# [WHAT THE TASK ASKS]
Take every line from the entries below that includes the word "println" and copy it.

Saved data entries
=-=-=
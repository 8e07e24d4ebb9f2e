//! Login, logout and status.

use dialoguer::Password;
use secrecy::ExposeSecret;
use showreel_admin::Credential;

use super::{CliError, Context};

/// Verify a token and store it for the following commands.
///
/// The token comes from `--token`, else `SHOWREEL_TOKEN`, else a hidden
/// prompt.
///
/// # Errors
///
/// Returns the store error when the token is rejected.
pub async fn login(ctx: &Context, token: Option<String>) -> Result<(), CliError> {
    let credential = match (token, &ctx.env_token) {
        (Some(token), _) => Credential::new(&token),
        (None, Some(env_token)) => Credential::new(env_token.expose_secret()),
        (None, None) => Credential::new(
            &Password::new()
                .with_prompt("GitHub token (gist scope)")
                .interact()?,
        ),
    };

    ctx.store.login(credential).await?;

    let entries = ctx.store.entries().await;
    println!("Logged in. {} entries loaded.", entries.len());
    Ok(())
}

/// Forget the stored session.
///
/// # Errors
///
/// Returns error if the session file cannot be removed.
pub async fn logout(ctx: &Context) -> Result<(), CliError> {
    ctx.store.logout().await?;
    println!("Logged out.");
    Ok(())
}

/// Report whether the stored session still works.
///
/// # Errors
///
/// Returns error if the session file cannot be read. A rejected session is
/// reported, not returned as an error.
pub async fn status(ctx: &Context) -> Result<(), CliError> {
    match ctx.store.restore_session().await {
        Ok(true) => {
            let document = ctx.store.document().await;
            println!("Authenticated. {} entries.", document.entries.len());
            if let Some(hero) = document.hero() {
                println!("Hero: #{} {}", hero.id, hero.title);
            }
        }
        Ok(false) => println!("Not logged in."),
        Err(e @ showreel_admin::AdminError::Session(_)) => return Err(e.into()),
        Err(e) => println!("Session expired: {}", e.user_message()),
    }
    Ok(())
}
=-=-=
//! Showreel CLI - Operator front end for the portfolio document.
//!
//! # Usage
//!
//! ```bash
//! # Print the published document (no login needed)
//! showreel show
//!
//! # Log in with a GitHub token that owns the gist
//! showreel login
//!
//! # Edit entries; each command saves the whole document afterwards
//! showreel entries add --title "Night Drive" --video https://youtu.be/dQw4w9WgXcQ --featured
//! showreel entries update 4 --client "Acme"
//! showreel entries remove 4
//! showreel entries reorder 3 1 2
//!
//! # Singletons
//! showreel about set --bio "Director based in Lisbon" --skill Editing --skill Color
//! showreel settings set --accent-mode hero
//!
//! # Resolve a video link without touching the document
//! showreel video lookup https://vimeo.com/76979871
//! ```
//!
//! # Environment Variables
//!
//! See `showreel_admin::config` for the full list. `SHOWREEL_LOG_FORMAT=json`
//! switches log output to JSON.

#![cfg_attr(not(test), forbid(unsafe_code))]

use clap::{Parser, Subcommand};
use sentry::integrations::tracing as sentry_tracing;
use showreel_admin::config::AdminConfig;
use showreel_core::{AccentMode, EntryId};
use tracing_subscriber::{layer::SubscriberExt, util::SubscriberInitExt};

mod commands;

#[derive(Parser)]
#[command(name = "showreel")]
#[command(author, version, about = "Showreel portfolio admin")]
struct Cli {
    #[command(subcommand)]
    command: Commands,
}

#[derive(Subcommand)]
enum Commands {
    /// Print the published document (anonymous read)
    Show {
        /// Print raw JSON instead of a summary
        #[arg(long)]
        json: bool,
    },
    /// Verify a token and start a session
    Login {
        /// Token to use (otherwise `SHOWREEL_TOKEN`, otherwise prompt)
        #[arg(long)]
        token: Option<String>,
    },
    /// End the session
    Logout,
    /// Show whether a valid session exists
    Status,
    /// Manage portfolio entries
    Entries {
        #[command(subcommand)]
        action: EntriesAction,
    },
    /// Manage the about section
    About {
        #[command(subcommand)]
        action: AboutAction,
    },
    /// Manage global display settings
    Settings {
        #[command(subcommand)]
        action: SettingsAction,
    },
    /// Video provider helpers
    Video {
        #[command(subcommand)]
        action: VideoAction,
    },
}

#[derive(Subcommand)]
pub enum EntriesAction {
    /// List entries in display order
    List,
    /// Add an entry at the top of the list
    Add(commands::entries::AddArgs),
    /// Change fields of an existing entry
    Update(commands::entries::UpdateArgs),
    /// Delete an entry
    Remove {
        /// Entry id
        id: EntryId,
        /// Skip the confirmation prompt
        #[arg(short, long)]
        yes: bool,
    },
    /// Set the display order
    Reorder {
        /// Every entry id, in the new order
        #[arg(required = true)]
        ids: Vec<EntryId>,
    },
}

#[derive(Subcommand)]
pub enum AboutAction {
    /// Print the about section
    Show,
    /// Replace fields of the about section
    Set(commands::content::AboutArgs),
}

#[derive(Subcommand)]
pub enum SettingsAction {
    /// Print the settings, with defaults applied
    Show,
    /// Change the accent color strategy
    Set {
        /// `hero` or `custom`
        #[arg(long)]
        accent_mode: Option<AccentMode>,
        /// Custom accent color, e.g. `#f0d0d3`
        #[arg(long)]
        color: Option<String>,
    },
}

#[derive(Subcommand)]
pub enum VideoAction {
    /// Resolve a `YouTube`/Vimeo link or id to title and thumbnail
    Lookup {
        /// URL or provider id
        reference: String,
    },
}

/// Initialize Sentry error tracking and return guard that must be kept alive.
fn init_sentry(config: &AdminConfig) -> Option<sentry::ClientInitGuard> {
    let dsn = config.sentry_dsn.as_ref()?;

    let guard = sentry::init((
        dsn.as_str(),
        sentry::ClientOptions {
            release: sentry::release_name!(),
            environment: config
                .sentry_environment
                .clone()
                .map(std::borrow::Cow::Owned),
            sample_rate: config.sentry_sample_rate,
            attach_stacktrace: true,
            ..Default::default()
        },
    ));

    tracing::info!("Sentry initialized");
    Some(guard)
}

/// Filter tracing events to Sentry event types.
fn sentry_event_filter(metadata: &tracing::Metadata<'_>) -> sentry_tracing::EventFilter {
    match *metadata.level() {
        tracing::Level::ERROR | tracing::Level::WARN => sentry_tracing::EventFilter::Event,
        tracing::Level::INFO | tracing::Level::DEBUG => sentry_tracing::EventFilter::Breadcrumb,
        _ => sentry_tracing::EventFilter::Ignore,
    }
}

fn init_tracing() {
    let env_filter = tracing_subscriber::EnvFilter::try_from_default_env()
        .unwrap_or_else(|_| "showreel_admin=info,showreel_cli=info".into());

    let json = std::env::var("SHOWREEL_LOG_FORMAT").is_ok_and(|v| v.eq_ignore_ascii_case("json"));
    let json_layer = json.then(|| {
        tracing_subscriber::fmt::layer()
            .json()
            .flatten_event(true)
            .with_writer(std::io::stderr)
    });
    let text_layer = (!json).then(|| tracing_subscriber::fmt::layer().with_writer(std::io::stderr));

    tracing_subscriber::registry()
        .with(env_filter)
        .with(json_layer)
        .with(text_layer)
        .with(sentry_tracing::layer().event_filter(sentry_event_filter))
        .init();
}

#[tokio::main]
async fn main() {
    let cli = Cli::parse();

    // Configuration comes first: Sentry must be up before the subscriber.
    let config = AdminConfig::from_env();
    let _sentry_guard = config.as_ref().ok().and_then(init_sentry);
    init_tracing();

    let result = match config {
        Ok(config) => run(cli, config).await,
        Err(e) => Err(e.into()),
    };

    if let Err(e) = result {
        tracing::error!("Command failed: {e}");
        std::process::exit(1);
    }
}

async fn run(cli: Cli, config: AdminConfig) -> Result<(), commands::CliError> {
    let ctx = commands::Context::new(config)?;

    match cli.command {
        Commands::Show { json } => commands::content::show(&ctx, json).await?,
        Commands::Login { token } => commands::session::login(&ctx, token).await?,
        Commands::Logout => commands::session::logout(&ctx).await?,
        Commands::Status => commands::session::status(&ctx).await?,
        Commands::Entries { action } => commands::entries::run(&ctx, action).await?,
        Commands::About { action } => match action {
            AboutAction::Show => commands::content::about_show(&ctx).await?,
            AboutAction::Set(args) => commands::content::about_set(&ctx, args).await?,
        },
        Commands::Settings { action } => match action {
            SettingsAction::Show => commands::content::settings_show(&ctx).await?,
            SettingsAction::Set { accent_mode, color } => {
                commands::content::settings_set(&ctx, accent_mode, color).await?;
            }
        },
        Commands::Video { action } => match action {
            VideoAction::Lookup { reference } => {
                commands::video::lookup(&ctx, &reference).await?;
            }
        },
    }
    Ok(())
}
=-=-=
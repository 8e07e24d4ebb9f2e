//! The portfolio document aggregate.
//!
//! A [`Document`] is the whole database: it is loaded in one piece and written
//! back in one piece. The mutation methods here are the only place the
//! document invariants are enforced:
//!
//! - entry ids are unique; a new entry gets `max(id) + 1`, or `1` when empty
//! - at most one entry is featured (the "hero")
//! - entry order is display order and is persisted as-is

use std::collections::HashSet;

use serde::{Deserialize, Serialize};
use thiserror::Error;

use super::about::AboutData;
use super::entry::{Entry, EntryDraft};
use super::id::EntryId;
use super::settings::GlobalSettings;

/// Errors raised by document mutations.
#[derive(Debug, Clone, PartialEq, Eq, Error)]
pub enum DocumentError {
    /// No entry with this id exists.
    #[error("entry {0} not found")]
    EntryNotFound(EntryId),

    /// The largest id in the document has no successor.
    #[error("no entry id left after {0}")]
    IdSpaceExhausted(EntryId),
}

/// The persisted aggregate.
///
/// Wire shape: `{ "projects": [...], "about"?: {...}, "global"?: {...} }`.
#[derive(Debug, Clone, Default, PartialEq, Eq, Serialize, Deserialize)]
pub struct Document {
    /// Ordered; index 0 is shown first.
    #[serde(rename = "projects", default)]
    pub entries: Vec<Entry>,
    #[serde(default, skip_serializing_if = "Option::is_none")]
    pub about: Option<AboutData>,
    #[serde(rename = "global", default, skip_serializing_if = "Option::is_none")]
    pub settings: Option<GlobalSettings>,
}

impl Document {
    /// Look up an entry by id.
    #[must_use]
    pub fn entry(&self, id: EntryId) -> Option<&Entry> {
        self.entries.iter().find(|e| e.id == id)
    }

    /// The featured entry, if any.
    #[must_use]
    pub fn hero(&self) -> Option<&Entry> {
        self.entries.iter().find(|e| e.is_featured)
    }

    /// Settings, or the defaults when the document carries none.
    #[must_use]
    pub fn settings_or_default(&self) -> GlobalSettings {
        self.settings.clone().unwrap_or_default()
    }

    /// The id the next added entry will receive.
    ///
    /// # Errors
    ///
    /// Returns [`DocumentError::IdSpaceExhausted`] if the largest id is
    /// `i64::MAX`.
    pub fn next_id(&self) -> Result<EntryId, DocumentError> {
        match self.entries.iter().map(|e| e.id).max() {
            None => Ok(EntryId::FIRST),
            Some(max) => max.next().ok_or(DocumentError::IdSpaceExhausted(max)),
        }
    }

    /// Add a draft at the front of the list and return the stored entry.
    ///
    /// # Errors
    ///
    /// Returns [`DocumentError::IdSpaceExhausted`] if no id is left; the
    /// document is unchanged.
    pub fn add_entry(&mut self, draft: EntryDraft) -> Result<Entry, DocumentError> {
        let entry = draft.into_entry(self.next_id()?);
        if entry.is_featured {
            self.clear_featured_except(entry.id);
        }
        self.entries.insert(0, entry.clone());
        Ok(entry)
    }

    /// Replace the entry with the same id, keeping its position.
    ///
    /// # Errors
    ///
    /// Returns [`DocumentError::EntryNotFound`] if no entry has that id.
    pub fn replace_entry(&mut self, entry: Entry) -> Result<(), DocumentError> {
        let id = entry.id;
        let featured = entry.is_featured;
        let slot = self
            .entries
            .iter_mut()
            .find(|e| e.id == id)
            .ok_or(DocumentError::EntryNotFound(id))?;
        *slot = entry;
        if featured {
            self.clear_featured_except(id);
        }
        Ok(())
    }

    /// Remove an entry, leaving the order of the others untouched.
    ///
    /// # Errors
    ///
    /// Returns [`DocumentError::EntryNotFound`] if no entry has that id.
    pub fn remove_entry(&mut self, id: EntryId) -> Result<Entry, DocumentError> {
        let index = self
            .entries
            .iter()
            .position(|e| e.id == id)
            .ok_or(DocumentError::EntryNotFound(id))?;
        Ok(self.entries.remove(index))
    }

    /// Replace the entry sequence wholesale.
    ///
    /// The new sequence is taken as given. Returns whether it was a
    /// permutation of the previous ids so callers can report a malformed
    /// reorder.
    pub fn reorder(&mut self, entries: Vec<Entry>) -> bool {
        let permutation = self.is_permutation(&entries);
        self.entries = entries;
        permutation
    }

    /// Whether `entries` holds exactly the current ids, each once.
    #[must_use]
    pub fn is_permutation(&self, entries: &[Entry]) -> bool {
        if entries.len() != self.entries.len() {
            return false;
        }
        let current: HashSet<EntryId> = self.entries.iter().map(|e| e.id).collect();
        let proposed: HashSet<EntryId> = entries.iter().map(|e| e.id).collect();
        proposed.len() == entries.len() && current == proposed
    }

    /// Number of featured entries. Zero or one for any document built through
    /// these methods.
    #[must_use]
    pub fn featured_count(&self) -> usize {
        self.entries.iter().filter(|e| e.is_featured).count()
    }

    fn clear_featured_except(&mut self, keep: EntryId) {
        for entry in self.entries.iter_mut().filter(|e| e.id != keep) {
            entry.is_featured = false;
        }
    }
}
=-=-=
# [RESULT BELOW]
    println!("Logged in. {} entries loaded.", entries.len());
    println!("Logged out.");
            println!("Authenticated. {} entries.", document.entries.len());
                println!("Hero: #{} {}", hero.id, hero.title);
        Ok(false) => println!("Not logged in."),
        Err(e) => println!("Session expired: {}", e.user_message()),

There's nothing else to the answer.